I ricercatori, come accennavamo sopra, hanno proposto quindi un nuovo protocollo diagnostico “che alla fine include le osservazioni cliniche, l’anamnesi del paziente, BALF, sangue e risultati dei campioni con la tomografia computerizzata toracica (TC) essenziali per giungere alla conclusione finale”.
Ricordano inoltre che SARS-CoV- 2, “con più di venti milioni di individui infetti in tutto il mondo, rimane ancora sconosciuto in molti aspetti, tra cui il modo in cui il virus si diffonde e coopera con altri patogeni che colpiscono i polmoni e diversi organi come cuore, reni, fegato e cervello”
I ricercatori affermano che entrambe le forme, Covid-19 e Covid-like, “sono principalmente respiratorie con coinvolgimento multiorgano ed entrambe hanno rivelato periodi di incubazione comparabili, spesso con un inizio rapido e un decadimento inaspettato”.
Viene specificato che sono stati trovati molti casi con sintomatologia Covid-19 simile nonostante questi siano “risultati negativi da tampone nasale-faringeo” eseguito con RT-PCR (la reazione a catena della polimerasi di trascrizione inversa).

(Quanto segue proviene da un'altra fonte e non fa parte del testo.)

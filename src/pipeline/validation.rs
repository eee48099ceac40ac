// SPDX-License-Identifier: MIT OR Apache-2.0
// Copyright (c) 2025 adflow contributors

//! Pipeline validation
//!
//! Collects every problem a pipeline would hit on emission, instead of
//! stopping at the first one.

use std::collections::HashSet;

use crate::activity::Activity;
use crate::errors::AdflowError;
use crate::pipeline::{DagBuilder, Pipeline};

/// Pipeline validator
pub struct PipelineValidator;

impl PipelineValidator {
    /// Validate a pipeline definition
    pub fn validate(pipeline: &Pipeline) -> ValidationResult {
        let mut result = ValidationResult::new();

        if pipeline.activities().is_empty() {
            result.add_warning("Pipeline has no activities defined");
        }

        // Names are unique across the whole pipeline, nested children included
        let mut seen_names = HashSet::new();
        for activity in pipeline.activities().iter().flat_map(Activity::walk) {
            if !seen_names.insert(activity.name()) {
                result.add_error(&format!("Duplicate activity name: '{}'", activity.name()));
            }
        }

        Self::validate_scope(pipeline.activities(), "top level", &mut result);

        if let Some(trigger) = pipeline.trigger() {
            if let Err(e) = trigger.recurrence() {
                result.add_error(&format!("Schedule '{}': {}", trigger.schedule, e));
            }
        }

        result
    }

    /// Validate one dependency scope and then each nested scope
    fn validate_scope(activities: &[Activity], scope: &str, result: &mut ValidationResult) {
        match DagBuilder::build(activities) {
            Ok(_) => {}
            Err(AdflowError::CircularDependency { members }) => {
                result.add_error(&format!(
                    "Circular dependency in {}: {}",
                    scope,
                    members.join(" → ")
                ));
            }
            Err(AdflowError::DanglingDependency { activity, dependency }) => {
                result.add_error(&format!(
                    "Activity '{}' depends on unknown activity '{}' in {}",
                    activity, dependency, scope
                ));
            }
            // Already reported as a duplicate activity name
            Err(AdflowError::DuplicateNode { .. }) => {}
            Err(e) => {
                result.add_error(&format!("DAG validation error in {}: {}", scope, e));
            }
        }

        for activity in activities {
            for child_scope in activity.child_scopes() {
                let label = format!("'{}'", activity.name());
                Self::validate_scope(child_scope, &label, result);
            }
        }
    }
}

/// Result of pipeline validation
#[derive(Debug, Default)]
pub struct ValidationResult {
    pub errors: Vec<String>,
    pub warnings: Vec<String>,
}

impl ValidationResult {
    pub fn new() -> Self {
        Self::default()
    }

    pub fn add_error(&mut self, message: &str) {
        self.errors.push(message.to_string());
    }

    pub fn add_warning(&mut self, message: &str) {
        self.warnings.push(message.to_string());
    }

    pub fn is_valid(&self) -> bool {
        self.errors.is_empty()
    }

    pub fn has_warnings(&self) -> bool {
        !self.warnings.is_empty()
    }
}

Questi pazienti, dunque chiamati Covid-like, hanno mostrato “segni clinici analoghi con emogasanalisi arteriosa, emocromo cellulare e parametri di laboratorio simili e stesse opacità a vetro smerigliato con tomografia computerizzata (TC)”, ma erano molto simili anche sintomi come “tosse, febbre e difficoltà respiratorie”.
Nello studio si conclude quindi che, ripetiamo come sopra, ancora una volta: “…è obbligatoria un’indagine migliore, in cui le procedure di RT-PCR e TC sono completate da dati provenienti da analisi di laboratorio più dettagliate, analisi ABG, BALF e una valutazione clinica più approfondita”.